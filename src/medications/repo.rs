use sqlx::PgPool;

use super::dto::Medication;
use crate::users::repo::StoreError;

pub async fn list_by_user(db: &PgPool, user_id: i64) -> Result<Vec<Medication>, StoreError> {
    let rows = sqlx::query_as::<_, Medication>(
        r#"
        SELECT id, name, dosage, created_at
          FROM medications
         WHERE user_id = $1
         ORDER BY name
        "#,
    )
    .bind(user_id)
    .fetch_all(db)
    .await?;
    Ok(rows)
}

pub async fn get(db: &PgPool, user_id: i64, id: i64) -> Result<Option<Medication>, StoreError> {
    let row = sqlx::query_as::<_, Medication>(
        "SELECT id, name, dosage, created_at FROM medications WHERE id = $1 AND user_id = $2",
    )
    .bind(id)
    .bind(user_id)
    .fetch_optional(db)
    .await?;
    Ok(row)
}

pub async fn find_by_name(db: &PgPool, user_id: i64, name: &str) -> Result<Option<Medication>, StoreError> {
    let row = sqlx::query_as::<_, Medication>(
        "SELECT id, name, dosage, created_at FROM medications WHERE user_id = $1 AND name = $2",
    )
    .bind(user_id)
    .bind(name)
    .fetch_optional(db)
    .await?;
    Ok(row)
}

pub async fn create(
    db: &PgPool,
    user_id: i64,
    name: &str,
    dosage: Option<&str>,
) -> Result<Medication, StoreError> {
    sqlx::query_as::<_, Medication>(
        r#"
        INSERT INTO medications (user_id, name, dosage)
        VALUES ($1, $2, $3)
        RETURNING id, name, dosage, created_at
        "#,
    )
    .bind(user_id)
    .bind(name)
    .bind(dosage)
    .fetch_one(db)
    .await
    .map_err(StoreError::classify)
}

/// `name = None` keeps the current name; `dosage` always overwrites.
pub async fn update(
    db: &PgPool,
    user_id: i64,
    id: i64,
    name: Option<&str>,
    dosage: Option<&str>,
) -> Result<Medication, StoreError> {
    sqlx::query_as::<_, Medication>(
        r#"
        UPDATE medications
           SET name = COALESCE($3, name),
               dosage = $4
         WHERE id = $1 AND user_id = $2
        RETURNING id, name, dosage, created_at
        "#,
    )
    .bind(id)
    .bind(user_id)
    .bind(name)
    .bind(dosage)
    .fetch_one(db)
    .await
    .map_err(StoreError::classify)
}

pub async fn delete(db: &PgPool, user_id: i64, id: i64) -> Result<bool, StoreError> {
    let done = sqlx::query("DELETE FROM medications WHERE id = $1 AND user_id = $2")
        .bind(id)
        .bind(user_id)
        .execute(db)
        .await?;
    Ok(done.rows_affected() > 0)
}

▶ **What you will do**
Each line holding "SELECT" in the records should be copied out.

▶ **Response to this exercise**
        SELECT id, name, dosage, created_at
        "SELECT id, name, dosage, created_at FROM medications WHERE id = $1 AND user_id = $2",
        "SELECT id, name, dosage, created_at FROM medications WHERE user_id = $1 AND name = $2",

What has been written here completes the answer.